Her team consisted of hardened soldiers, exo-suit technicians, and a few scientists who were just as eager as she was to uncover what lay beneath the ice. They had no choice but to go in. The signal they had been tracking, the same one that had destroyed Titan, was emanating from deep within Europa. The signal was too strong to ignore, and Nash was certain that they would find something there — something that would make everything they'd experienced seem like a prelude to the real horror.
The shuttle's hatch opened, and the cold immediately hit them like a thousand needles. It was as if the ice itself was alive, waiting for them. Nash quickly adjusted her helmet and checked her suit's systems.
"Move out," she ordered, and her team exited the shuttle one by one, descending into the eerie, frozen wasteland.
The Base Entrance
The entrance to the Europa Base was buried beneath layers of thick ice, but the team's high-powered lasers made quick work of it, slicing through the frozen fortress with ease. The hatch opened with a loud groan, and the team stepped into the darkened interior.
The base was as silent as a graveyard. The air smelled stale, and the lights flickered weakly, casting long, jittery shadows across the walls. It was strange to see the base like this — dead. This was supposed to have been a state-of-the-art research facility, one of the brightest stars in humanity's expansion into the outer solar system. Now, it was a tomb.
"Look at this," one of the scientists, Dr. Elias Moreau, murmured, his voice filled with awe and fear. "The entire place... it's been frozen in time."
Nash moved to the central control panel, her fingers gliding over the dormant keys. She tapped a few commands, and the console flickered to life. A few moments later, a log popped up, showing the last recorded transmission: a voice, garbled with static, repeating one sentence over and over.
"It's coming."
Nash's breath caught in her throat.
"That's not possible," she muttered. "The signal was still active, even after the station was abandoned. How could this be?"
The voice continued, but now it was clearer. A person — a scientist, by the sound of it — desperately trying to warn whoever might be listening. "It's here. It's inside the ice. It... it's more than we thought. Get out! Get—"
The recording cut off.
"We need to find the source. Now," Nash ordered, her voice steely. They had only a few hours before the station's power systems began to degrade completely, and the signal was growing louder. It felt like something was reaching out, beckoning them deeper into the base.
The Ice Chambers
They found the first body in the observation chamber.
It was an older man, his face frozen in a grotesque grin, as if he had died mid-laugh. His suit had been ripped open, his insides — or what was left of them — were slathered across the floor like someone had carved them out.

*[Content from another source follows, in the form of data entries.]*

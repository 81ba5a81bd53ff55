//! JWT Token Handler
//! Mission: Issue signed, time-bounded bearer tokens and validate them back into a subject

use crate::auth::models::Claims;
use crate::config::{Config, DEFAULT_TOKEN_EXPIRE_HOURS};
use anyhow::{Context, Result};
use chrono::{Duration, Utc};
use jsonwebtoken::{
    decode, encode, errors::ErrorKind, Algorithm, DecodingKey, EncodingKey, Header, Validation,
};
use thiserror::Error;
use tracing::debug;

/// Why a token was refused. Operator-facing only; clients see one generic 401.
#[derive(Debug, Clone, Copy, PartialEq, Eq, Error)]
pub enum TokenError {
    #[error("token is malformed")]
    Malformed,
    #[error("token signature does not verify")]
    BadSignature,
    #[error("token header names an unexpected algorithm")]
    WrongAlgorithm,
    #[error("token has expired")]
    Expired,
    #[error("token carries no subject claim")]
    MissingSubject,
}

impl From<jsonwebtoken::errors::Error> for TokenError {
    fn from(err: jsonwebtoken::errors::Error) -> Self {
        match err.kind() {
            ErrorKind::InvalidSignature => TokenError::BadSignature,
            ErrorKind::InvalidAlgorithm => TokenError::WrongAlgorithm,
            ErrorKind::ExpiredSignature => TokenError::Expired,
            _ => TokenError::Malformed,
        }
    }
}

/// JWT Handler for token operations
pub struct JwtHandler {
    secret: String,
    algorithm: Algorithm,
    expiration_hours: i64,
}

impl JwtHandler {
    /// HS256 with the default 24-hour lifetime
    pub fn new(secret: String) -> Self {
        Self::with_settings(secret, Algorithm::HS256, DEFAULT_TOKEN_EXPIRE_HOURS)
    }

    pub fn with_settings(secret: String, algorithm: Algorithm, expiration_hours: i64) -> Self {
        Self {
            secret,
            algorithm,
            expiration_hours,
        }
    }

    pub fn from_config(config: &Config) -> Self {
        Self::with_settings(
            config.secret_key.clone(),
            config.jwt_algorithm,
            config.token_expire_hours,
        )
    }

    pub fn expiration_hours(&self) -> i64 {
        self.expiration_hours
    }

    /// Sign `{sub, iat, exp = now + ttl}`. A zero or negative ttl yields a
    /// token that is already expired.
    pub fn issue(&self, subject: &str, ttl: Duration) -> Result<String> {
        let now = Utc::now();
        let expiration = now
            .checked_add_signed(ttl)
            .context("Invalid token expiry")?
            .timestamp();

        let claims = Claims {
            sub: Some(subject.to_string()),
            exp: expiration,
            iat: now.timestamp(),
        };

        debug!(
            "Issuing {:?} token for {}, expires at {}",
            self.algorithm, subject, expiration
        );

        encode(
            &Header::new(self.algorithm),
            &claims,
            &EncodingKey::from_secret(self.secret.as_bytes()),
        )
        .context("Failed to sign JWT")
    }

    /// Issue with the configured lifetime
    pub fn issue_default(&self, subject: &str) -> Result<String> {
        self.issue(subject, Duration::hours(self.expiration_hours))
    }

    /// Verify signature, algorithm and expiry, then return the subject.
    pub fn validate(&self, token: &str) -> Result<String, TokenError> {
        let mut validation = Validation::new(self.algorithm);
        validation.leeway = 0;

        let decoded = decode::<Claims>(
            token,
            &DecodingKey::from_secret(self.secret.as_bytes()),
            &validation,
        )?;

        // jsonwebtoken only rejects exp < now; a token expiring this second is dead too.
        if decoded.claims.exp <= Utc::now().timestamp() {
            return Err(TokenError::Expired);
        }

        match decoded.claims.sub {
            Some(sub) if !sub.trim().is_empty() => Ok(sub),
            _ => Err(TokenError::MissingSubject),
        }
    }
}

#[cfg(test)]
mod tests {
    use super::*;
    use serde_json::json;

    const SECRET: &str = "test-secret-key-12345";

    fn handler() -> JwtHandler {
        JwtHandler::new(SECRET.to_string())
    }

    #[test]
    fn test_issue_and_validate_roundtrip() {
        let token = handler().issue("alice", Duration::hours(1)).unwrap();
        assert!(!token.is_empty());
        assert_eq!(handler().validate(&token).unwrap(), "alice");
    }

    #[test]
    fn test_issue_default_uses_configured_hours() {
        let handler = JwtHandler::with_settings(SECRET.into(), Algorithm::HS256, 2);
        assert_eq!(handler.expiration_hours(), 2);

        let token = handler.issue_default("bob").unwrap();
        assert_eq!(handler.validate(&token).unwrap(), "bob");
    }

    #[test]
    fn test_zero_ttl_is_rejected() {
        let token = handler().issue("alice", Duration::zero()).unwrap();
        assert_eq!(handler().validate(&token), Err(TokenError::Expired));
    }

    #[test]
    fn test_past_expiry_is_rejected() {
        let token = handler().issue("alice", Duration::hours(-1)).unwrap();
        assert_eq!(handler().validate(&token), Err(TokenError::Expired));
    }

    #[test]
    fn test_garbage_is_malformed() {
        assert_eq!(
            handler().validate("invalid.token.here"),
            Err(TokenError::Malformed)
        );
        assert_eq!(handler().validate(""), Err(TokenError::Malformed));
    }

    #[test]
    fn test_different_secrets_reject() {
        let other = JwtHandler::new("another-secret".to_string());
        let token = other.issue("alice", Duration::hours(1)).unwrap();
        assert_eq!(handler().validate(&token), Err(TokenError::BadSignature));
    }

    #[test]
    fn test_other_algorithm_rejected() {
        let hs384 = JwtHandler::with_settings(SECRET.into(), Algorithm::HS384, 1);
        let token = hs384.issue("alice", Duration::hours(1)).unwrap();
        assert_eq!(handler().validate(&token), Err(TokenError::WrongAlgorithm));
    }

    #[test]
    fn test_missing_subject_rejected() {
        let exp = Utc::now().timestamp() + 3600;
        let token = encode(
            &Header::new(Algorithm::HS256),
            &json!({ "exp": exp }),
            &EncodingKey::from_secret(SECRET.as_bytes()),
        )
        .unwrap();
        assert_eq!(handler().validate(&token), Err(TokenError::MissingSubject));
    }

    #[test]
    fn test_missing_expiry_is_malformed() {
        let token = encode(
            &Header::new(Algorithm::HS256),
            &json!({ "sub": "alice" }),
            &EncodingKey::from_secret(SECRET.as_bytes()),
        )
        .unwrap();
        assert_eq!(handler().validate(&token), Err(TokenError::Malformed));
    }

    #[test]
    fn test_token_carries_expected_claims() {
        let token = handler().issue("alice@x.com", Duration::hours(3)).unwrap();

        let mut validation = Validation::new(Algorithm::HS256);
        validation.leeway = 0;
        let claims = decode::<Claims>(
            &token,
            &DecodingKey::from_secret(SECRET.as_bytes()),
            &validation,
        )
        .unwrap()
        .claims;

        assert_eq!(claims.sub.as_deref(), Some("alice@x.com"));
        assert_eq!(claims.exp - claims.iat, 3 * 3600);
    }
}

No signs of a weapon, no obvious wounds, just... mutilation.
"This... this wasn't an accident," one of the soldiers, Sergeant Molina, said, her voice tight with fear. "These people were torn apart."
"Keep moving," Nash commanded. Her own heart raced. She'd seen things on Titan, but this — this felt wrong in a way she couldn't explain. The air in the chamber felt charged, electric, as if the ice itself was alive. Every step she took seemed to echo louder than the last.
They moved through the base, their footfalls soft but steady. Every door they opened, every hall they turned into, it was the same — no life, no sign of the crew. Only bodies. And they were all the same — smiling, twisted in unnatural ways.
As they ventured deeper, they found more of the same: broken bodies, twisted into grotesque positions, their flesh seemingly rearranged as though someone or something had been playing with them.
Dr. Moreau stopped in his tracks when he saw something else — a pattern. The bodies weren't just positioned randomly. They were arranged — in geometric shapes, aligned with the star maps on the walls.
"It's a message," Moreau said, his voice filled with dread. "But from who? Or what?"
The Signal's Source
The source of the signal was buried beneath Europa's surface — far deeper than they had expected. The temperature inside the base was plummeting as they descended into the lower levels, which had been sealed off for years. Their suits showed negative temperatures and flashing warnings, but they pressed on, following the signal's trail.
Then, they found it.
A massive chamber — hollowed out, artificial. It looked nothing like anything humans had built. The walls were smooth, organic, pulsating with faint light. The air smelled of ozone and something sweet, sickly.
And in the center, on an altar-like structure, lay an enormous crystalline object. It was translucent, glowing faintly with a light that seemed to breathe.
The signal came from it.
"It's... alive," Nash whispered. She reached out for it, but just before her fingers touched the surface, the room shook, as if the object had noticed them. The hum deepened, a low, vibrating growl that made the floor tremble beneath their boots.
Suddenly, from the walls — thousands of tiny glowing tendrils shot out, covering the walls, the floors, the ceiling. They were alive. Moving. Watching.
"Get away from it!" Molina screamed.
But Nash couldn't move. She felt it — the pull. The signal. It was calling to her, too, now. Not just through her suit's comms, but inside her, deep within her mind.
A voice echoed in her head. "Welcome, human. You were always meant to hear."
Before she could react, the first tendril lashed out, wrapping around Molina's neck, pulling him into the glowing crystal. He screamed, but it was cut short as the crystal pulsed once, then went silent.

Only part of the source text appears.